◆ WORK TO BE COMPLETED
Whenever a line below holds the word "clash", count it once; report the total and nothing else.

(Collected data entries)
%%
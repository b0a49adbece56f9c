//! Language administration

use crate::cache::QueryKey;
use crate::context::Context;
use crate::error::Error;
use crate::models::{Language, LanguageDraft};
use crate::response::{unwrap_list, unwrap_object};

const RESOURCE: &str = "languages";

/// Client for `/admin/languages`
pub struct LanguagesClient {
    ctx: Context,
}

impl LanguagesClient {
    pub(crate) fn new(ctx: Context) -> Self {
        Self { ctx }
    }

    /// Cache key for the language listing
    pub fn list_key() -> QueryKey {
        QueryKey::list(RESOURCE)
    }

    /// List all languages (cached)
    pub async fn list(&self) -> Result<Vec<Language>, Error> {
        let ctx = self.ctx.clone();
        self.ctx
            .cache
            .get_or_fetch(&Self::list_key(), || {
                let ctx = ctx.clone();
                async move {
                    let envelope = ctx.get("/admin/languages").execute_api().await?;
                    unwrap_list(&envelope, "languages")
                }
            })
            .await
    }

    /// Create a language; the listing is invalidated on success
    pub async fn create(&self, draft: LanguageDraft) -> Result<Language, Error> {
        self.ensure_unique_name(&draft.name, None)?;

        let ctx = self.ctx.clone();
        let op = async move {
            let envelope = ctx
                .post("/admin/languages")
                .json(&draft)?
                .execute_api()
                .await?;
            unwrap_object(&envelope, "language")
        };
        self.ctx
            .mutations
            .run(op, &[Self::list_key()], "Language created")
            .await
    }

    /// Update a language
    pub async fn update(&self, id: i64, draft: LanguageDraft) -> Result<Language, Error> {
        self.ensure_unique_name(&draft.name, Some(id))?;

        let ctx = self.ctx.clone();
        let op = async move {
            let envelope = ctx
                .put(&format!("/admin/languages/{}", id))
                .json(&draft)?
                .execute_api()
                .await?;
            unwrap_object(&envelope, "language")
        };
        self.ctx
            .mutations
            .run(
                op,
                &[Self::list_key(), QueryKey::detail(RESOURCE, id)],
                "Language updated",
            )
            .await
    }

    /// Delete a language
    pub async fn delete(&self, id: i64) -> Result<(), Error> {
        let ctx = self.ctx.clone();
        let op = async move {
            ctx.delete(&format!("/admin/languages/{}", id))
                .execute_api()
                .await?;
            Ok(())
        };
        let result = self
            .ctx
            .mutations
            .run(op, &[], "Language deleted")
            .await;
        if result.is_ok() {
            self.ctx.cache.invalidate_resource(RESOURCE);
        }
        result
    }

    /// Best-effort uniqueness check against the cached listing. The backend
    /// owns the real invariant; this only saves a doomed round trip.
    fn ensure_unique_name(&self, name: &str, exclude_id: Option<i64>) -> Result<(), Error> {
        let cached: Option<Vec<Language>> = self.ctx.cache.read_as(&Self::list_key());
        if let Some(existing) = cached {
            let clash = existing.iter().any(|language| {
                Some(language.id) != exclude_id && language.name.eq_ignore_ascii_case(name)
            });
            if clash {
                return self
                    .ctx
                    .fail_validation("A language with this name already exists");
            }
        }
        Ok(())
    }
}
%%
◆ RESPONSE FOR THIS EXERCISE
2